--- Data for the task Enclosed Below ---

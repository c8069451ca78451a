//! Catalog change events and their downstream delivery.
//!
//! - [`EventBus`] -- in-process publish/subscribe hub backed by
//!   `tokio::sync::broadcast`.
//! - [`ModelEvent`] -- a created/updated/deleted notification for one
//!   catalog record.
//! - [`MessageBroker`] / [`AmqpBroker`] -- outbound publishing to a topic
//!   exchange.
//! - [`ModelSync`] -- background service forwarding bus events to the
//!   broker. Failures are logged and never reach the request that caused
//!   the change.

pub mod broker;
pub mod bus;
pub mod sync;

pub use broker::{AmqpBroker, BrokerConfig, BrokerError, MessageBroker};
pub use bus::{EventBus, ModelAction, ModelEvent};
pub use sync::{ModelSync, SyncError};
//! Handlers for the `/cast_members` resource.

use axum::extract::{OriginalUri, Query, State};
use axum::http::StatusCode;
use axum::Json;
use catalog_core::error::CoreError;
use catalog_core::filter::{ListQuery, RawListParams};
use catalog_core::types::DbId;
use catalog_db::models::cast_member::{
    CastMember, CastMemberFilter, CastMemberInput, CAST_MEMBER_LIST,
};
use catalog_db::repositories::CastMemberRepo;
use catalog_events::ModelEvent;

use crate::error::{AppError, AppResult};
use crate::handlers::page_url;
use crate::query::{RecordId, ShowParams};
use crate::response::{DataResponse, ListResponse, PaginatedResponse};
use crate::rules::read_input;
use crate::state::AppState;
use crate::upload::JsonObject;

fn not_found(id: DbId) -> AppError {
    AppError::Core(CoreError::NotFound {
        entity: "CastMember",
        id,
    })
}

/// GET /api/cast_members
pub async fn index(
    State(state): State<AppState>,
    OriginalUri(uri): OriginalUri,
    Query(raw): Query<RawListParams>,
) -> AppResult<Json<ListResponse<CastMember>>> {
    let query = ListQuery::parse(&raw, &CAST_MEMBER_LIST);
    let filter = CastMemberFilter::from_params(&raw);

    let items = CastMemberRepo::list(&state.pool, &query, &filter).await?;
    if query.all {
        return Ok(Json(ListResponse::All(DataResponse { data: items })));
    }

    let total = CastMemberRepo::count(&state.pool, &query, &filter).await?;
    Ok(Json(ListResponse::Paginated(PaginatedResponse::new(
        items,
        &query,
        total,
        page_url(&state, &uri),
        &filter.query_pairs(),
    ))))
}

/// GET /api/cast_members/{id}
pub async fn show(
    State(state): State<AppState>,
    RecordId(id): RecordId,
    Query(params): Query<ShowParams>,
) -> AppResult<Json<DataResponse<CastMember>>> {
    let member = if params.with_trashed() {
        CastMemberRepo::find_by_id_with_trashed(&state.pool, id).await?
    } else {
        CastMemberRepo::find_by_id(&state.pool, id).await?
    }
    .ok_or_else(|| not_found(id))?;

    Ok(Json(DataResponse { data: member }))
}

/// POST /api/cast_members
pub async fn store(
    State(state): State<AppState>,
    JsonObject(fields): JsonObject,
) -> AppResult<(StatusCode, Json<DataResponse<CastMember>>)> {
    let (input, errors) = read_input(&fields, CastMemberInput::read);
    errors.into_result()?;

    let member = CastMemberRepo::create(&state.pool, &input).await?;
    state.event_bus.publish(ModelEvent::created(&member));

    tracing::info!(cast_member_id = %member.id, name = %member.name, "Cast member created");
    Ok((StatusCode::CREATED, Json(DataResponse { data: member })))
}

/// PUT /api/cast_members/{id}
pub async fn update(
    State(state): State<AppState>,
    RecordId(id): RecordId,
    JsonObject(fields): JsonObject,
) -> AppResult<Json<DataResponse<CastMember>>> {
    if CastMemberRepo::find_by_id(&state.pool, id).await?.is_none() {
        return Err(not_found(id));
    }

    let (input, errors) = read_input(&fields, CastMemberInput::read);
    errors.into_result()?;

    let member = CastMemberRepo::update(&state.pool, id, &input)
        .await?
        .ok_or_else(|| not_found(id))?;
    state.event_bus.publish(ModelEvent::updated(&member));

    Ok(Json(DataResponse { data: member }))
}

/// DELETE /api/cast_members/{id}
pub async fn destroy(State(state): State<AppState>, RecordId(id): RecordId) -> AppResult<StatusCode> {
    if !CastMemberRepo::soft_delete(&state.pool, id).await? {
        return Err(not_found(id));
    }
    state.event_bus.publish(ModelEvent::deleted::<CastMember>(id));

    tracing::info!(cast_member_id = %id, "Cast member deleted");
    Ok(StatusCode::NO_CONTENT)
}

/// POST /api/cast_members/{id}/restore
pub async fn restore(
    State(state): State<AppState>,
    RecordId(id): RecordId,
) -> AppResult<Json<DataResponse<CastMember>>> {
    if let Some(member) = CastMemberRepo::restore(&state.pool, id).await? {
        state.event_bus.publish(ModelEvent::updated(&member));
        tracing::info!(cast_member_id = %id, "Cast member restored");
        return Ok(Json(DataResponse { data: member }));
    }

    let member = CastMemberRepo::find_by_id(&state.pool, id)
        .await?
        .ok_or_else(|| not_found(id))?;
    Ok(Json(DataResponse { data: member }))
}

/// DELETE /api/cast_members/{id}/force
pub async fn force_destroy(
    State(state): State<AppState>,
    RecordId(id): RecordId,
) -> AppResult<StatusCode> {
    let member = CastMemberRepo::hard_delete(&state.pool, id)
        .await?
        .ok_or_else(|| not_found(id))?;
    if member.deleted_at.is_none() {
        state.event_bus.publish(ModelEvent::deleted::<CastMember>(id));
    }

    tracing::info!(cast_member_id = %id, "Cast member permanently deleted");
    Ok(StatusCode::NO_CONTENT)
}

--- End of Enclosed Data for the task ---
--- Data for the task Enclosed Below ---

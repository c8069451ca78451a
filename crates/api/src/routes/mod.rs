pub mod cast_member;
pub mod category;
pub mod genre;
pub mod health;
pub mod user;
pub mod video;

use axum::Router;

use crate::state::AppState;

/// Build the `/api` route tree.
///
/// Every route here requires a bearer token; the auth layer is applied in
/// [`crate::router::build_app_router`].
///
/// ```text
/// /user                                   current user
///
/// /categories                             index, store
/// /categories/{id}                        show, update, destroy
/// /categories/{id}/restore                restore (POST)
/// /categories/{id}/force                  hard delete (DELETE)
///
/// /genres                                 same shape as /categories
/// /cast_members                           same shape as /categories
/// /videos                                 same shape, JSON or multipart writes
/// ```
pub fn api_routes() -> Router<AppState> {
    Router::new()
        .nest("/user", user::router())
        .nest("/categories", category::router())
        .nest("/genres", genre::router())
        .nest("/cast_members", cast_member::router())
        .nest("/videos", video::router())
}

--- End of Enclosed Data for the task ---
--- Data for the task Enclosed Below ---

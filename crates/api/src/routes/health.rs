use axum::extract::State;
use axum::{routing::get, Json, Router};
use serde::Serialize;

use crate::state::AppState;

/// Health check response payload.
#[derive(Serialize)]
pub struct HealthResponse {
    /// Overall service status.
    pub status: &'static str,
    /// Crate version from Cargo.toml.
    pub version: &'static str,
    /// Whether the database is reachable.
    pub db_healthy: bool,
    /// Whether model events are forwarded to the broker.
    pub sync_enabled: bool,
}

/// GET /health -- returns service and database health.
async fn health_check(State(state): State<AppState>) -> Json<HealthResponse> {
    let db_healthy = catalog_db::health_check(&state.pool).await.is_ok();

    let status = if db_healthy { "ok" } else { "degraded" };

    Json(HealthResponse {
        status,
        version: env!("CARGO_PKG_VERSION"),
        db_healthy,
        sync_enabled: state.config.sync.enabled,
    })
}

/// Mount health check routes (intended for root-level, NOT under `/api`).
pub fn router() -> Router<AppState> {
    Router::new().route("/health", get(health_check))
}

--- End of Enclosed Data for the task ---

What you have to do:
Looking at the records above, state the number of lines where the word "DbId" occurs, and write nothing beyond it.

Task solution:
2